So upon my arrival to Spain I have been very sick and I had to take antibiotics for ten straight days. In those days there happened to be one or two major festivals around the place where I was. Now, these two apparently unrelated facts explain why I stumbled upon this highly scientific article that is tellingly titled ‘Can you mix antibiotics and alcohol?’. The article debunks the myth that all antibiotics don’t mix with alcoholic drinks. It does so by telling two stories on how the myth was borne.
One is that because antibiotics are used to treat some of the most common sexually transmitted diseases, doctors in the past were somehow punishing the patients for becoming infected by depriving them of their favourite tipple.

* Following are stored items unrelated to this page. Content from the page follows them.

//! Scoped keep-alive held while an upload cycle runs.
//!
//! On platforms that suspend aggressively the host must be kept awake until
//! the retry loop finishes. [`KeepAliveGuard`] acquires on creation and
//! releases on drop, so every exit path of the loop (success, failure,
//! early return, panic unwinding) releases.

use tracing::trace;

/// Something that can keep the host from suspending
pub trait KeepAlive: Send + Sync {
    fn acquire(&self);
    fn release(&self);
}

/// Keep-alive for hosts that never suspend mid-task
#[derive(Debug, Clone, Copy, Default)]
pub struct NoopKeepAlive;

impl KeepAlive for NoopKeepAlive {
    fn acquire(&self) {
        trace!("keep-alive acquired");
    }

    fn release(&self) {
        trace!("keep-alive released");
    }
}

/// Holds a [`KeepAlive`] until dropped
pub struct KeepAliveGuard<'a> {
    keep_alive: &'a dyn KeepAlive,
}

impl<'a> KeepAliveGuard<'a> {
    pub fn acquire(keep_alive: &'a dyn KeepAlive) -> Self {
        keep_alive.acquire();
        Self { keep_alive }
    }
}

impl Drop for KeepAliveGuard<'_> {
    fn drop(&mut self) {
        self.keep_alive.release();
    }
}

#[cfg(test)]
pub mod mocks {
    use super::*;
    use std::sync::atomic::{AtomicUsize, Ordering};
    use std::sync::Arc;

    /// Counts acquire/release calls
    #[derive(Clone, Default)]
    pub struct CountingKeepAlive {
        pub acquired: Arc<AtomicUsize>,
        pub released: Arc<AtomicUsize>,
    }

    impl CountingKeepAlive {
        pub fn new() -> Self {
            Self::default()
        }

        pub fn acquired(&self) -> usize {
            self.acquired.load(Ordering::SeqCst)
        }

        pub fn released(&self) -> usize {
            self.released.load(Ordering::SeqCst)
        }
    }

    impl KeepAlive for CountingKeepAlive {
        fn acquire(&self) {
            self.acquired.fetch_add(1, Ordering::SeqCst);
        }

        fn release(&self) {
            self.released.fetch_add(1, Ordering::SeqCst);
        }
    }
}
//! Coloured terminal output for check results

use owo_colors::{OwoColorize, colors::css};

/// Detects whether stdout should receive colour codes
fn color_enabled() -> bool {
    supports_color::on(supports_color::Stream::Stdout).is_some()
}

#[derive(Clone, Copy)]
enum Tone {
    Pass,
    Fail,
    Heading,
    Note,
}

fn paint(text: &str, tone: Tone) -> String {
    if !color_enabled() {
        return text.to_string();
    }
    match tone {
        Tone::Pass => text.fg::<css::Green>().to_string(),
        Tone::Fail => text.fg::<css::Orange>().to_string(),
        Tone::Heading => text.fg::<css::LightBlue>().to_string(),
        Tone::Note => text.dimmed().to_string(),
    }
}

/// Extension trait for colouring report lines
pub trait Colorize {
    /// A check that passed (green)
    fn pass(&self) -> String;
    /// A check that found violations (amber)
    fn fail(&self) -> String;
    /// A section heading (blue)
    fn heading(&self) -> String;
    /// Secondary information (dimmed)
    fn note(&self) -> String;
}

impl<T: AsRef<str> + ?Sized> Colorize for T {
    fn pass(&self) -> String {
        paint(self.as_ref(), Tone::Pass)
    }

    fn fail(&self) -> String {
        paint(self.as_ref(), Tone::Fail)
    }

    fn heading(&self) -> String {
        paint(self.as_ref(), Tone::Heading)
    }

    fn note(&self) -> String {
        paint(self.as_ref(), Tone::Note)
    }
}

The alternative explanation was given by one of the authors of the London genitourinary clinic survey. James Bingham met the late Brigadier Sir Ian Fraser, who introduced the use of penicillin for injured soldiers in North Africa during World War II. At the time penicillin was in such short supply that after a patient had taken it, the drug was retrieved from his urine and recycled. Recuperating soldiers were allowed to drink beer, but unfortunately this increased the volume of their urine, making it harder obtain the penicillin and, according to the Brigadier, led commanding officers to ban beer.
In reality, thus, it seems that the answer to the original question of the answer is a resounding Yes. May beer give you pardon, peace, and absolve you from your sins. Although, as the title goes, getting drunk is probably not going to help your recovery when you’re ill.